SYDNEY, AAP – Australia’s share market was lower, but has limited its losses since Australia posted the biggest monthly trade surplus in its history.
The S&P/ASX200 benchmark index was lower by 48 points, or 0.70 per cent, to 6770 at 1200 AEDT on Thursday.
The All Ordinaries was higher by 51.9 points, or 0.73 per cent, at 7016.
The sectors with the biggest losses were health and materials, down 2.98 and 2.02 per cent respectively.
BHP and Rio Tinto traded ex-dividend.
Consumer staples was next weakest, down 1.82 per cent.
The heavyweight financials sector led the gains, up 0.94 per cent.
Earlier, US markets were lower as investors continued to sell the big technology companies and moved to sectors more likely to benefit from coronavirus vaccines and looming fiscal stimulus.
The S&P 500 dropped 50.57 points, or 1.3 per cent to 3,819.72. The Dow Jones Industrial Average slipped 121.43 points, or 0.4 per cent, to 31,270.09. The technology-heavy Nasdaq composite lost 361.04 points, or 2.7 per cent, to 12,997.75.
At 1130 AEDT, Australia posted a trade balance of goods and services of $10.1 billion for January.
Exports jumped six per cent jump, while imports declined two per cent.
Economists had forecast a surplus of around $6 billion.
The ASX200 was trading at 6747.2 moments before the news, and has improved since.

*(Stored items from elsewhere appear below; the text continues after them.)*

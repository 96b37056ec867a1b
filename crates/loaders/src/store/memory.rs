//! In-memory aggregate store
//!
//! Evaluates [`AggregateQuery`] over tables of JSON rows with the same
//! grouping and empty-group behaviour as the SQL rendering. Counts every
//! query it answers so callers can check how many round trips a load cost.

use std::cmp::Ordering as CmpOrdering;
use std::collections::{HashMap, HashSet};
use std::sync::atomic::{AtomicUsize, Ordering};
use std::sync::Arc;

use async_trait::async_trait;
use dashmap::DashMap;
use serde_json::{Map, Value};
use tracing::debug;

use super::AggregateStore;
use crate::error::{ModelError, ModelResult};
use crate::query::{
    AggregateFunction, AggregateQuery, AggregateRow, QueryOperator, RelationJoin, WhereCondition,
};
use crate::record::key_string;

type Row = Map<String, Value>;

/// Aggregate store over in-memory tables
#[derive(Debug, Clone, Default)]
pub struct MemoryAggregateStore {
    tables: Arc<DashMap<String, Vec<Row>>>,
    query_count: Arc<AtomicUsize>,
}

impl MemoryAggregateStore {
    pub fn new() -> Self {
        Self::default()
    }

    /// Append a row to a table, creating the table on first use
    pub fn insert(&self, table: &str, row: Value) -> ModelResult<()> {
        match row {
            Value::Object(row) => {
                self.tables.entry(table.to_string()).or_default().push(row);
                Ok(())
            }
            other => Err(ModelError::Serialization(format!(
                "Rows must be JSON objects, got: {}",
                other
            ))),
        }
    }

    /// Create an empty table
    pub fn create_table(&self, table: &str) {
        self.tables.entry(table.to_string()).or_default();
    }

    /// Number of aggregate queries answered so far
    pub fn query_count(&self) -> usize {
        self.query_count.load(Ordering::SeqCst)
    }

    pub fn reset_query_count(&self) {
        self.query_count.store(0, Ordering::SeqCst);
    }

    fn table(&self, table: &str) -> ModelResult<Vec<Row>> {
        self.tables
            .get(table)
            .map(|rows| rows.clone())
            .ok_or_else(|| ModelError::Database(format!("relation \"{}\" does not exist", table)))
    }

    /// Related rows paired with the parent key they belong to
    fn grouped_rows(&self, query: &AggregateQuery) -> ModelResult<Vec<(Value, Row)>> {
        let wanted: HashSet<String> = query.parent_keys.iter().filter_map(key_string).collect();
        let related = self.table(&query.related_table)?;

        let pairs = match &query.join {
            RelationJoin::Direct { group_column, morph } => related
                .into_iter()
                .filter(|row| match morph {
                    Some((type_column, morph_type)) => {
                        row.get(type_column).and_then(Value::as_str) == Some(morph_type.as_str())
                    }
                    None => true,
                })
                .map(|row| {
                    let key = row.get(group_column).cloned().unwrap_or(Value::Null);
                    (key, row)
                })
                .collect(),
            RelationJoin::Pivot {
                table,
                parent_column,
                related_column,
                related_key,
            } => {
                let mut by_key: HashMap<String, Vec<Row>> = HashMap::new();
                for row in related {
                    if let Some(key) = row.get(related_key).and_then(key_string) {
                        by_key.entry(key).or_default().push(row);
                    }
                }

                let mut pairs = Vec::new();
                for pivot in self.table(table)? {
                    let parent = pivot.get(parent_column).cloned().unwrap_or(Value::Null);
                    let target = pivot.get(related_column).and_then(key_string);
                    if let Some(rows) = target.and_then(|key| by_key.get(&key)) {
                        pairs.extend(rows.iter().map(|row| (parent.clone(), row.clone())));
                    }
                }
                pairs
            }
        };

        Ok(pairs
            .into_iter()
            .filter(|(key, _)| key_string(key).map_or(false, |key| wanted.contains(&key)))
            .filter(|(_, row)| query.conditions.iter().all(|c| condition_matches(c, row)))
            .collect())
    }
}

#[async_trait]
impl AggregateStore for MemoryAggregateStore {
    async fn aggregate(&self, query: &AggregateQuery) -> ModelResult<Vec<AggregateRow>> {
        query.validate()?;
        self.query_count.fetch_add(1, Ordering::SeqCst);

        // Group in first-seen order so results are deterministic
        let mut order: Vec<String> = Vec::new();
        let mut groups: HashMap<String, (Value, Vec<Row>)> = HashMap::new();
        for (key, row) in self.grouped_rows(query)? {
            let Some(text) = key_string(&key) else { continue };
            groups
                .entry(text.clone())
                .or_insert_with(|| {
                    order.push(text);
                    (key, Vec::new())
                })
                .1
                .push(row);
        }

        let mut results = Vec::with_capacity(order.len());
        for text in order {
            if let Some((key, rows)) = groups.remove(&text) {
                let aggregate = aggregate_rows(&query.function, &query.column, &rows)?;
                results.push(AggregateRow::new(key, aggregate));
            }
        }

        debug!(
            table = %query.related_table,
            function = %query.function,
            groups = results.len(),
            "Answered in-memory aggregate query"
        );

        Ok(results)
    }
}

fn aggregate_rows(function: &AggregateFunction, column: &str, rows: &[Row]) -> ModelResult<Value> {
    let values: Vec<&Value> = if column == "*" {
        Vec::new()
    } else {
        rows.iter()
            .filter_map(|row| row.get(column))
            .filter(|value| !value.is_null())
            .collect()
    };

    match function {
        AggregateFunction::Count if column == "*" => Ok(Value::from(rows.len() as i64)),
        AggregateFunction::Count => Ok(Value::from(values.len() as i64)),
        AggregateFunction::Sum | AggregateFunction::Avg => {
            if values.is_empty() {
                return Ok(Value::Null);
            }
            let mut sum = 0.0;
            for value in &values {
                sum += as_number(value).ok_or_else(|| {
                    ModelError::Database(format!(
                        "function {}({}) does not accept {}",
                        function, column, value
                    ))
                })?;
            }
            let result = if *function == AggregateFunction::Avg {
                sum / values.len() as f64
            } else {
                sum
            };
            Ok(serde_json::Number::from_f64(result).map_or(Value::Null, Value::Number))
        }
        AggregateFunction::Min => Ok(values
            .into_iter()
            .min_by(|a, b| compare(a, b).unwrap_or(CmpOrdering::Equal))
            .cloned()
            .unwrap_or(Value::Null)),
        AggregateFunction::Max => Ok(values
            .into_iter()
            .max_by(|a, b| compare(a, b).unwrap_or(CmpOrdering::Equal))
            .cloned()
            .unwrap_or(Value::Null)),
        AggregateFunction::Other(name) => Err(ModelError::Database(format!(
            "function {}() is not supported by the in-memory store",
            name
        ))),
    }
}

fn as_number(value: &Value) -> Option<f64> {
    match value {
        Value::Number(n) => n.as_f64(),
        _ => None,
    }
}

/// SQL-style comparison: NULL compares with nothing
fn compare(left: &Value, right: &Value) -> Option<CmpOrdering> {
    match (left, right) {
        (Value::Number(a), Value::Number(b)) => a.as_f64()?.partial_cmp(&b.as_f64()?),
        (Value::String(a), Value::String(b)) => Some(a.cmp(b)),
        (Value::Bool(a), Value::Bool(b)) => Some(a.cmp(b)),
        _ => None,
    }
}

fn condition_matches(condition: &WhereCondition, row: &Row) -> bool {
    let cell = row.get(&condition.column).unwrap_or(&Value::Null);
    let operand = condition.value.as_ref().unwrap_or(&Value::Null);

    match condition.operator {
        QueryOperator::IsNull => cell.is_null(),
        QueryOperator::IsNotNull => !cell.is_null(),
        QueryOperator::Equal => compare(cell, operand) == Some(CmpOrdering::Equal),
        QueryOperator::NotEqual => matches!(
            compare(cell, operand),
            Some(CmpOrdering::Less | CmpOrdering::Greater)
        ),
        QueryOperator::GreaterThan => compare(cell, operand) == Some(CmpOrdering::Greater),
        QueryOperator::GreaterThanOrEqual => matches!(
            compare(cell, operand),
            Some(CmpOrdering::Greater | CmpOrdering::Equal)
        ),
        QueryOperator::LessThan => compare(cell, operand) == Some(CmpOrdering::Less),
        QueryOperator::LessThanOrEqual => matches!(
            compare(cell, operand),
            Some(CmpOrdering::Less | CmpOrdering::Equal)
        ),
        QueryOperator::Like | QueryOperator::NotLike => {
            let (Some(text), Some(pattern)) = (cell.as_str(), operand.as_str()) else {
                return false;
            };
            like(text, pattern) == (condition.operator == QueryOperator::Like)
        }
        QueryOperator::In => condition
            .values
            .iter()
            .any(|v| compare(cell, v) == Some(CmpOrdering::Equal)),
        QueryOperator::NotIn => {
            !cell.is_null()
                && condition
                    .values
                    .iter()
                    .all(|v| matches!(compare(cell, v), Some(CmpOrdering::Less | CmpOrdering::Greater)))
        }
        QueryOperator::Between => match (condition.values.first(), condition.values.get(1)) {
            (Some(low), Some(high)) => {
                matches!(compare(cell, low), Some(CmpOrdering::Greater | CmpOrdering::Equal))
                    && matches!(compare(cell, high), Some(CmpOrdering::Less | CmpOrdering::Equal))
            }
            _ => false,
        },
    }
}

/// SQL LIKE with `%` and `_` wildcards
fn like(text: &str, pattern: &str) -> bool {
    let text: Vec<char> = text.chars().collect();
    let pattern: Vec<char> = pattern.chars().collect();

    // matches[j]: pattern[..i] matches text[..j]
    let mut matches = vec![false; text.len() + 1];
    matches[0] = true;

    for p in &pattern {
        let mut next = vec![false; text.len() + 1];
        match p {
            '%' => {
                let mut seen = false;
                for j in 0..=text.len() {
                    seen |= matches[j];
                    next[j] = seen;
                }
            }
            _ => {
                for j in 1..=text.len() {
                    next[j] = matches[j - 1] && (*p == '_' || *p == text[j - 1]);
                }
            }
        }
        matches = next;
    }

    matches[text.len()]
}

#[cfg(test)]
mod tests {
    use super::*;
    use crate::query::RelationQuery;
    use serde_json::json;

    fn store() -> MemoryAggregateStore {
        let store = MemoryAggregateStore::new();
        for (user_id, amount, done) in [(1, 10, true), (1, 5, false), (2, 7, true), (3, 1, false)] {
            store
                .insert(
                    "tasks",
                    json!({"user_id": user_id, "amount": amount, "done": done, "title": format!("task {amount}")}),
                )
                .unwrap();
        }
        store
    }

    fn query(function: AggregateFunction, column: &str) -> AggregateQuery {
        AggregateQuery {
            related_table: "tasks".to_string(),
            join: RelationJoin::Direct {
                group_column: "user_id".to_string(),
                morph: None,
            },
            parent_keys: vec![json!(1), json!(2), json!(9)],
            function,
            column: column.to_string(),
            conditions: Vec::new(),
        }
    }

    #[tokio::test]
    async fn test_count_groups_only_requested_parents() {
        let store = store();
        let rows = store.aggregate(&query(AggregateFunction::Count, "*")).await.unwrap();

        assert_eq!(
            rows,
            vec![AggregateRow::new(1, 2), AggregateRow::new(2, 1)]
        );
        assert_eq!(store.query_count(), 1);
    }

    #[tokio::test]
    async fn test_sum_avg_min_max() {
        let store = store();

        let sum = store.aggregate(&query(AggregateFunction::Sum, "amount")).await.unwrap();
        assert_eq!(sum[0].aggregate, json!(15.0));

        let avg = store.aggregate(&query(AggregateFunction::Avg, "amount")).await.unwrap();
        assert_eq!(avg[0].aggregate, json!(7.5));

        let min = store.aggregate(&query(AggregateFunction::Min, "amount")).await.unwrap();
        assert_eq!(min[0].aggregate, json!(5));

        let max = store.aggregate(&query(AggregateFunction::Max, "title")).await.unwrap();
        assert_eq!(max[0].aggregate, json!("task 5"));

        assert_eq!(store.query_count(), 4);
    }

    #[tokio::test]
    async fn test_conditions_filter_rows() {
        let store = store();
        let mut aggregate = query(AggregateFunction::Count, "*");
        aggregate.conditions = RelationQuery::new("tasks").where_eq("done", true).into_conditions();

        let rows = store.aggregate(&aggregate).await.unwrap();
        assert_eq!(rows, vec![AggregateRow::new(1, 1), AggregateRow::new(2, 1)]);
    }

    #[tokio::test]
    async fn test_missing_table_is_a_database_error() {
        let store = MemoryAggregateStore::new();
        let err = store.aggregate(&query(AggregateFunction::Count, "*")).await.unwrap_err();
        assert!(matches!(err, ModelError::Database(_)));
    }

    #[tokio::test]
    async fn test_pivot_join() {
        let store = MemoryAggregateStore::new();
        store.insert("roles", json!({"id": 1, "name": "admin"})).unwrap();
        store.insert("roles", json!({"id": 2, "name": "editor"})).unwrap();
        store.insert("role_user", json!({"user_id": 1, "role_id": 1})).unwrap();
        store.insert("role_user", json!({"user_id": 1, "role_id": 2})).unwrap();
        store.insert("role_user", json!({"user_id": 2, "role_id": 2})).unwrap();

        let aggregate = AggregateQuery {
            related_table: "roles".to_string(),
            join: RelationJoin::Pivot {
                table: "role_user".to_string(),
                parent_column: "user_id".to_string(),
                related_column: "role_id".to_string(),
                related_key: "id".to_string(),
            },
            parent_keys: vec![json!(1), json!(2)],
            function: AggregateFunction::Count,
            column: "*".to_string(),
            conditions: RelationQuery::new("roles").where_like("name", "ed%").into_conditions(),
        };

        let rows = store.aggregate(&aggregate).await.unwrap();
        assert_eq!(rows, vec![AggregateRow::new(1, 1), AggregateRow::new(2, 1)]);
    }

    #[test]
    fn test_like() {
        assert!(like("editor", "ed%"));
        assert!(like("editor", "%it%"));
        assert!(like("editor", "e_itor"));
        assert!(!like("admin", "ed%"));
        assert!(like("", "%"));
        assert!(!like("a", ""));
    }

    #[test]
    fn test_null_never_matches_comparisons() {
        let row: Row = json!({"priority": null}).as_object().cloned().unwrap();
        let eq = WhereCondition::single("priority", QueryOperator::Equal, Value::Null);
        let ne = WhereCondition::single("priority", QueryOperator::NotEqual, json!(1));
        assert!(!condition_matches(&eq, &row));
        assert!(!condition_matches(&ne, &row));
    }
}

The Aussie dollar was trading at 77.66 US cents prior to the figures, and also continued to trade higher.
Retail spending also rose by 0.5 per cent in January to $30.5 billion, a shade below the 0.6 per cent increase reported in earlier preliminary data.
On the ASX, Myer has posted a massive lift in interim profit after a surge in online sales during the COVID-19 pandemic helped offset a fall in foot traffic.
Net profit for the first half of 2020/21 was $43 million, up 76.3 per cent, compared to the previous corresponding period.
Investors were unimpressed and sent shares lower by 12.1 per cent to 29 cents.
Insurer QBE has named the boss of UK insurer Beazley, Andrew Horton, as its next chief executive.
After the market closed on Wednesday, the insurer said Mr Horton would join after 13 years running the UK-listed insurer, which trades across most continents.
He receives up to $4 million in company shares for joining, and $500,000 in cash in February next year.
Mr Horton will be paid about $1.8 million per year.
Shares were higher by 2.96 per cent to $9.55.
Financial software provider Xero said it will buy human resources software provider Planday.
The purchase will cost 183.5 million pounds.
Xero said Planday was an open platform which will integrate with its own one.
Shares were lower by 2.2 per cent to $116.38.
In mining, BHP was down 2.75 per cent to $49.47, Fortescue declined by 2.45 per cent to $22.28 and Rio Tinto dropped 5.12 per cent to $123.10.
In banking, ANZ was the standout of the major banks and rose by 2.41 per cent to $28.22.
The dollar was buying 77.81 US cents at 1200 AEDT, lower from 78.22 US cents at Wednesday’s close.